Extracted records
= Beginning of Section =
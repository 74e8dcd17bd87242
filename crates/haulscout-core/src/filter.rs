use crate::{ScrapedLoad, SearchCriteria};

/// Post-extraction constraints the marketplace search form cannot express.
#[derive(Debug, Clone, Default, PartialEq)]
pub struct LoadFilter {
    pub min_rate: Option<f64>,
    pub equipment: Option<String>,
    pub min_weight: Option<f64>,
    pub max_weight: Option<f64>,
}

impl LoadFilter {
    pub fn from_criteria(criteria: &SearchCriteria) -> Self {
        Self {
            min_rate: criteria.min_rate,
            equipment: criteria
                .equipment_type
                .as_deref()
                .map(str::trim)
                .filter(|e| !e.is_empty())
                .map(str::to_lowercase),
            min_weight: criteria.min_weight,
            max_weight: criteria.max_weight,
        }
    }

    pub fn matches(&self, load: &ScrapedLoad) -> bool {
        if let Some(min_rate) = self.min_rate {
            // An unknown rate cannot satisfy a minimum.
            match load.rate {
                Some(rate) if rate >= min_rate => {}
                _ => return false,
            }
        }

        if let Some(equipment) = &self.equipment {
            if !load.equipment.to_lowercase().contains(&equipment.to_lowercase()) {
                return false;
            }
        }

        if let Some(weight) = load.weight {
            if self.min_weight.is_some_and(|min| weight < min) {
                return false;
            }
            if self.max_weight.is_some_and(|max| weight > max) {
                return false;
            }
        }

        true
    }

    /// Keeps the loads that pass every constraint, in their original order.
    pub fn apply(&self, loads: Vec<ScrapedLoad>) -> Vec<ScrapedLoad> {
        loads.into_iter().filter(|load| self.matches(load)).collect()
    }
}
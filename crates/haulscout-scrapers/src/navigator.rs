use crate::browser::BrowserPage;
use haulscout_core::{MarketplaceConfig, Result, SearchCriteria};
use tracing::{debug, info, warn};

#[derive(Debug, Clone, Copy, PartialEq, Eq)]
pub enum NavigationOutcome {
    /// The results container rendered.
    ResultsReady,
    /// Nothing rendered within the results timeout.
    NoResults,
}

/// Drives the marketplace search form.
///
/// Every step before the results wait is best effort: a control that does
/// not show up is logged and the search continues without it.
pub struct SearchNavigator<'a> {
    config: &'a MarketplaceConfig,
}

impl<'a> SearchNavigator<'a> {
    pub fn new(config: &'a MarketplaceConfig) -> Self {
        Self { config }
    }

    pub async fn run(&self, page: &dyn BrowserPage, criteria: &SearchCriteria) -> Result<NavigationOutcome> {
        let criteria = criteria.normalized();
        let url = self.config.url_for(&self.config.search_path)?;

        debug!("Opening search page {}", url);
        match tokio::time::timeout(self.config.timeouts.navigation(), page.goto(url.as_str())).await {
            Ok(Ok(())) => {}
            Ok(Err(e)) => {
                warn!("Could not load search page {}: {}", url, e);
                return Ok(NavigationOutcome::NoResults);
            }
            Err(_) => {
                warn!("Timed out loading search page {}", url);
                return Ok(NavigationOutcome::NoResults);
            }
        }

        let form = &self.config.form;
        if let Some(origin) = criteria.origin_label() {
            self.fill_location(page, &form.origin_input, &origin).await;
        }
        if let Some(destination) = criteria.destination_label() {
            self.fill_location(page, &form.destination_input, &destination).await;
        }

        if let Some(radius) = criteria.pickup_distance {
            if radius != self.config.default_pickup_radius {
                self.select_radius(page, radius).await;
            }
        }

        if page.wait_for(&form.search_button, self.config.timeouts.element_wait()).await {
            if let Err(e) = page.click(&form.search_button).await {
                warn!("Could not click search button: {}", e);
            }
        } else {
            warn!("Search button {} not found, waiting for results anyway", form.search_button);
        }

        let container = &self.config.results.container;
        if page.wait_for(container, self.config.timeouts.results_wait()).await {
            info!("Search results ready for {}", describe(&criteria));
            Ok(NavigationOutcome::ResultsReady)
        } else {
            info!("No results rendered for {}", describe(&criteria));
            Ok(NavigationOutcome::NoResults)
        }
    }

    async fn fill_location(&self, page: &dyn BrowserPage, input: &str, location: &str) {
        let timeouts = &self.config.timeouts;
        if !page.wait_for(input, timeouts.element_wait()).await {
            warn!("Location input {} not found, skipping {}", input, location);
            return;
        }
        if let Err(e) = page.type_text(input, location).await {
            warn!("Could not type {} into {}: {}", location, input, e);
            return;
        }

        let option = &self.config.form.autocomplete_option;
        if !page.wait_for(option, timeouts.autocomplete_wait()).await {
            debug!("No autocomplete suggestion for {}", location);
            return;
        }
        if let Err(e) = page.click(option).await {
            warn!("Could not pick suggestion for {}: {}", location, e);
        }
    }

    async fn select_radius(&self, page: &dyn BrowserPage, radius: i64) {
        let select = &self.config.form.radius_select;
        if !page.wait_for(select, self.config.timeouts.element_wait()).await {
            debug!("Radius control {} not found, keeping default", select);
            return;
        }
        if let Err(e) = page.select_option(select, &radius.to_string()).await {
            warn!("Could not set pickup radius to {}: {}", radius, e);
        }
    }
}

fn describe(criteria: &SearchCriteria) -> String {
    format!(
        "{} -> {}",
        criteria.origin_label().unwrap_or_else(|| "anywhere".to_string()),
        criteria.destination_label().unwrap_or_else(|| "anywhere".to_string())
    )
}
= End of Section =
= Beginning of Section =
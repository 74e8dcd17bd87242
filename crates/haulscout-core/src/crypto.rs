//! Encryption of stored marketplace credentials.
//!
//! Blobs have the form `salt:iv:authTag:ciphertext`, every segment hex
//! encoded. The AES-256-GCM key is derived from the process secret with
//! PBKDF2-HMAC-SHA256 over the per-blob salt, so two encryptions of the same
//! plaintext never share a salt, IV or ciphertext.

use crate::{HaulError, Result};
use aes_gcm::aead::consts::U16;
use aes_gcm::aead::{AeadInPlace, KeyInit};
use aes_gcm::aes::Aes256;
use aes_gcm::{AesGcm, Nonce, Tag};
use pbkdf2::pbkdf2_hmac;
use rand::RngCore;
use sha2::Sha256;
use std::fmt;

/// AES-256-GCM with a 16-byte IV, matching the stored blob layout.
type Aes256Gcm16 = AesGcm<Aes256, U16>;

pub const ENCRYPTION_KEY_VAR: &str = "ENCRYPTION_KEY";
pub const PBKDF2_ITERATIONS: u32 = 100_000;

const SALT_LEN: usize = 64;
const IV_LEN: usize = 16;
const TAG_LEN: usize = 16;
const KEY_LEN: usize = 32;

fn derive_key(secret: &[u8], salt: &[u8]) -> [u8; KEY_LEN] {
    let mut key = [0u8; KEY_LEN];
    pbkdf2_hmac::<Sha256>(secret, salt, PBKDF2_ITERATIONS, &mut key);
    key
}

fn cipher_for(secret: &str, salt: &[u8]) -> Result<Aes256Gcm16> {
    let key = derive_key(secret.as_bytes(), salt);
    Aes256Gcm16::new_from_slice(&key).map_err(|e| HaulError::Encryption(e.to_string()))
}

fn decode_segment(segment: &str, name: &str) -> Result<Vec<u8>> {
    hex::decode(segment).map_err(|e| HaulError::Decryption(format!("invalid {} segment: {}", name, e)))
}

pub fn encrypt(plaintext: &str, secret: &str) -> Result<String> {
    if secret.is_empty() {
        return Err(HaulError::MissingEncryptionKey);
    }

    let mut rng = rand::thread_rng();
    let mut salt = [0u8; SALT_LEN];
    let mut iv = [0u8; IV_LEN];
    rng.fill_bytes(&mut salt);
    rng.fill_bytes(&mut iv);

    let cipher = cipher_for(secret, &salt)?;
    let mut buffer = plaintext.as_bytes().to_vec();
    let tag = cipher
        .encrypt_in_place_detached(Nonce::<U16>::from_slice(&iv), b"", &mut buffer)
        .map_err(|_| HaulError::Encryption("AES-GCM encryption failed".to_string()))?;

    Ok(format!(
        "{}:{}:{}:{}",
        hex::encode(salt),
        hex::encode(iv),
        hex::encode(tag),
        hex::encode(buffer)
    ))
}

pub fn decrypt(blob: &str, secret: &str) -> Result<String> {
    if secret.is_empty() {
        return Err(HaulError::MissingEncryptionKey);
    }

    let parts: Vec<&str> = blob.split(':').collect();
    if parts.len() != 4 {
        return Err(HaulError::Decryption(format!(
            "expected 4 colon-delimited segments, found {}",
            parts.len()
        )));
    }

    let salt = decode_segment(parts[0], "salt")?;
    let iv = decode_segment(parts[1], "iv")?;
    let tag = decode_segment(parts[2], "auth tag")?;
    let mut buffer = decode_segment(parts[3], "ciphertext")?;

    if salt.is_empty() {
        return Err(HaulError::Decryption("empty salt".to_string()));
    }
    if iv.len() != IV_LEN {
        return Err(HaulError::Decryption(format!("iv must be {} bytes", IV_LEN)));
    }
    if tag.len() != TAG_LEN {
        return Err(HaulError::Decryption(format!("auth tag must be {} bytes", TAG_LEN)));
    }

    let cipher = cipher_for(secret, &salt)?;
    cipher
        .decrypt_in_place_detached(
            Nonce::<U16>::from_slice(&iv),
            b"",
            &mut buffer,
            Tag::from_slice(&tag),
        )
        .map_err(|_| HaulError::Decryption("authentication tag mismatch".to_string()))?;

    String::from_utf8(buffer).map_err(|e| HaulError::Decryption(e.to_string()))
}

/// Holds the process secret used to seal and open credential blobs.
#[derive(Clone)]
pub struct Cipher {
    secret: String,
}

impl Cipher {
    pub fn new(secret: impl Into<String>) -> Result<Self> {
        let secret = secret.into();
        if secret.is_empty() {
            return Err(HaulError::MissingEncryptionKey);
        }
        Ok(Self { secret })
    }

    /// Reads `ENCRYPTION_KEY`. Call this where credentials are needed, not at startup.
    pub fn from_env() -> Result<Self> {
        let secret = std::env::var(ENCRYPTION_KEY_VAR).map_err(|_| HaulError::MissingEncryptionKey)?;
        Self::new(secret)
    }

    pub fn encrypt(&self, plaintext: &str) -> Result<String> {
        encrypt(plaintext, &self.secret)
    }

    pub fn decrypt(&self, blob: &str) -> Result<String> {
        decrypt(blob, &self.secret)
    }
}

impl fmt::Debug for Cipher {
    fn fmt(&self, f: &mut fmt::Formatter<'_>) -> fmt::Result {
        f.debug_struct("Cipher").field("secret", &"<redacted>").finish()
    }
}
= End of Section =
### [The problem]
All that belongs in your answer is the stretch of entries above from the line with "not load search" through the line with "let form = &self.config.form;", printed exactly.

### [Problem solution]
                warn!("Could not load search page {}: {}", url, e);
                return Ok(NavigationOutcome::NoResults);
            }
            Err(_) => {
                warn!("Timed out loading search page {}", url);
                return Ok(NavigationOutcome::NoResults);
            }
        }

        let form = &self.config.form;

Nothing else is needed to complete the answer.